* [The problem]:
Copy the records exactly. Every line must match.

* [Data provided]:
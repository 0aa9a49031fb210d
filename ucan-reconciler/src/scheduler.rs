//! Scheduler - drives reconcile cycles for one resource kind.
//!
//! Cycles are triggered by store events and by a fixed poll interval per
//! object, executed by a bounded worker pool, and retried with exponential
//! backoff on failure.

use std::sync::Arc;
use std::time::Duration;

use tokio::sync::broadcast::error::RecvError;
use tokio::task::JoinSet;
use tokio_util::sync::CancellationToken;
use tracing::{debug, error, info, warn};

use crate::backoff::Backoff;
use crate::client::ExternalClient;
use crate::queue::WorkQueue;
use crate::reconciler::{Reconciler, Requeue};
use crate::store::StoreEvent;

/// Scheduler configuration.
#[derive(Debug, Clone)]
pub struct SchedulerConfig {
    /// Interval between cycles of a healthy object.
    pub poll_interval: Duration,
    /// Number of objects reconciled concurrently.
    pub concurrency: usize,
    pub backoff: Backoff,
}

impl Default for SchedulerConfig {
    fn default() -> Self {
        Self {
            poll_interval: Duration::from_secs(60),
            concurrency: 10,
            backoff: Backoff::default(),
        }
    }
}

pub struct Scheduler<C: ExternalClient> {
    reconciler: Arc<Reconciler<C>>,
    queue: WorkQueue,
    config: SchedulerConfig,
    cancel: CancellationToken,
}

impl<C: ExternalClient> Scheduler<C> {
    pub fn new(
        reconciler: Arc<Reconciler<C>>,
        config: SchedulerConfig,
        cancel: CancellationToken,
    ) -> Self {
        Self {
            reconciler,
            queue: WorkQueue::new(config.backoff),
            config,
            cancel,
        }
    }

    pub fn queue(&self) -> WorkQueue {
        self.queue.clone()
    }

    /// Enqueue every declared object.
    async fn resync(&self) {
        let keys = self.reconciler.store().list().await;
        debug!(kind = self.reconciler.kind(), objects = keys.len(), "Resync");
        for key in keys {
            self.queue.add(key);
        }
    }

    /// Run until the cancellation token fires, then wait for the workers.
    pub async fn run(self) {
        let kind = self.reconciler.kind();
        // Subscribe before listing so no change slips between the two
        let mut events = self.reconciler.store().subscribe();
        self.resync().await;

        let concurrency = self.config.concurrency.max(1);
        let mut workers = JoinSet::new();
        for id in 0..concurrency {
            workers.spawn(worker(
                id,
                self.reconciler.clone(),
                self.queue.clone(),
                self.config.poll_interval,
                self.cancel.clone(),
            ));
        }
        info!(
            kind,
            workers = concurrency,
            poll_interval = ?self.config.poll_interval,
            "Scheduler started"
        );

        loop {
            tokio::select! {
                _ = self.cancel.cancelled() => break,
                event = events.recv() => match event {
                    Ok(StoreEvent::Applied(key)) | Ok(StoreEvent::DeletionRequested(key)) => {
                        self.queue.add(key);
                    }
                    Ok(StoreEvent::Removed(key)) => self.queue.forget(&key),
                    Err(RecvError::Lagged(skipped)) => {
                        warn!(kind, skipped, "Store events lagged, resyncing");
                        self.resync().await;
                    }
                    Err(RecvError::Closed) => {
                        // Polling keeps going without events
                        self.cancel.cancelled().await;
                        break;
                    }
                },
            }
        }

        while let Some(result) = workers.join_next().await {
            if let Err(e) = result {
                error!("Worker for {} panicked: {}", kind, e);
            }
        }
        info!(kind, "Scheduler stopped");
    }
}

async fn worker<C: ExternalClient>(
    id: usize,
    reconciler: Arc<Reconciler<C>>,
    queue: WorkQueue,
    poll_interval: Duration,
    cancel: CancellationToken,
) {
    loop {
        let key = tokio::select! {
            _ = cancel.cancelled() => break,
            key = queue.next() => match key {
                Some(key) => key,
                None => break,
            },
        };

        match reconciler.reconcile(&key).await {
            Ok(outcome) => {
                debug!(worker = id, %key, ?outcome, "Reconciled");
                match outcome.requeue() {
                    Requeue::Poll => queue.done(&key, poll_interval),
                    Requeue::Immediately => queue.done(&key, Duration::ZERO),
                    Requeue::Forget => queue.forget(&key),
                }
            }
            Err(e) => {
                let class = e.class();
                let retry_in = queue.failed(&key, class);
                warn!(
                    worker = id,
                    %key,
                    error = %e,
                    ?class,
                    ?retry_in,
                    "Reconcile failed"
                );
            }
        }
    }
    debug!(worker = id, "Worker stopping");
}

* [Answer box]:
repository 0aa9a49031fb210d
filename ucan-reconciler/src/scheduler.rs
//! Scheduler - drives reconcile cycles for one resource kind.
//!
//! Cycles are triggered by store events and by a fixed poll interval per
//! object, executed by a bounded worker pool, and retried with exponential
//! backoff on failure.

use std::sync::Arc;
use std::time::Duration;

use tokio::sync::broadcast::error::RecvError;
use tokio::task::JoinSet;
use tokio_util::sync::CancellationToken;
use tracing::{debug, error, info, warn};

use crate::backoff::Backoff;
use crate::client::ExternalClient;
use crate::queue::WorkQueue;
use crate::reconciler::{Reconciler, Requeue};
use crate::store::StoreEvent;

/// Scheduler configuration.
#[derive(Debug, Clone)]
pub struct SchedulerConfig {
    /// Interval between cycles of a healthy object.
    pub poll_interval: Duration,
    /// Number of objects reconciled concurrently.
    pub concurrency: usize,
    pub backoff: Backoff,
}

impl Default for SchedulerConfig {
    fn default() -> Self {
        Self {
            poll_interval: Duration::from_secs(60),
            concurrency: 10,
            backoff: Backoff::default(),
        }
    }
}

pub struct Scheduler<C: ExternalClient> {
    reconciler: Arc<Reconciler<C>>,
    queue: WorkQueue,
    config: SchedulerConfig,
    cancel: CancellationToken,
}

impl<C: ExternalClient> Scheduler<C> {
    pub fn new(
        reconciler: Arc<Reconciler<C>>,
        config: SchedulerConfig,
        cancel: CancellationToken,
    ) -> Self {
        Self {
            reconciler,
            queue: WorkQueue::new(config.backoff),
            config,
            cancel,
        }
    }

    pub fn queue(&self) -> WorkQueue {
        self.queue.clone()
    }

    /// Enqueue every declared object.
    async fn resync(&self) {
        let keys = self.reconciler.store().list().await;
        debug!(kind = self.reconciler.kind(), objects = keys.len(), "Resync");
        for key in keys {
            self.queue.add(key);
        }
    }

    /// Run until the cancellation token fires, then wait for the workers.
    pub async fn run(self) {
        let kind = self.reconciler.kind();
        // Subscribe before listing so no change slips between the two
        let mut events = self.reconciler.store().subscribe();
        self.resync().await;

        let concurrency = self.config.concurrency.max(1);
        let mut workers = JoinSet::new();
        for id in 0..concurrency {
            workers.spawn(worker(
                id,
                self.reconciler.clone(),
                self.queue.clone(),
                self.config.poll_interval,
                self.cancel.clone(),
            ));
        }
        info!(
            kind,
            workers = concurrency,
            poll_interval = ?self.config.poll_interval,
            "Scheduler started"
        );

        loop {
            tokio::select! {
                _ = self.cancel.cancelled() => break,
                event = events.recv() => match event {
                    Ok(StoreEvent::Applied(key)) | Ok(StoreEvent::DeletionRequested(key)) => {
                        self.queue.add(key);
                    }
                    Ok(StoreEvent::Removed(key)) => self.queue.forget(&key),
                    Err(RecvError::Lagged(skipped)) => {
                        warn!(kind, skipped, "Store events lagged, resyncing");
                        self.resync().await;
                    }
                    Err(RecvError::Closed) => {
                        // Polling keeps going without events
                        self.cancel.cancelled().await;
                        break;
                    }
                },
            }
        }

        while let Some(result) = workers.join_next().await {
            if let Err(e) = result {
                error!("Worker for {} panicked: {}", kind, e);
            }
        }
        info!(kind, "Scheduler stopped");
    }
}

async fn worker<C: ExternalClient>(
    id: usize,
    reconciler: Arc<Reconciler<C>>,
    queue: WorkQueue,
    poll_interval: Duration,
    cancel: CancellationToken,
) {
    loop {
        let key = tokio::select! {
            _ = cancel.cancelled() => break,
            key = queue.next() => match key {
                Some(key) => key,
                None => break,
            },
        };

        match reconciler.reconcile(&key).await {
            Ok(outcome) => {
                debug!(worker = id, %key, ?outcome, "Reconciled");
                match outcome.requeue() {
                    Requeue::Poll => queue.done(&key, poll_interval),
                    Requeue::Immediately => queue.done(&key, Duration::ZERO),
                    Requeue::Forget => queue.forget(&key),
                }
            }
            Err(e) => {
                let class = e.class();
                let retry_in = queue.failed(&key, class);
                warn!(
                    worker = id,
                    %key,
                    error = %e,
                    ?class,
                    ?retry_in,
                    "Reconcile failed"
                );
            }
        }
    }
    debug!(worker = id, "Worker stopping");
}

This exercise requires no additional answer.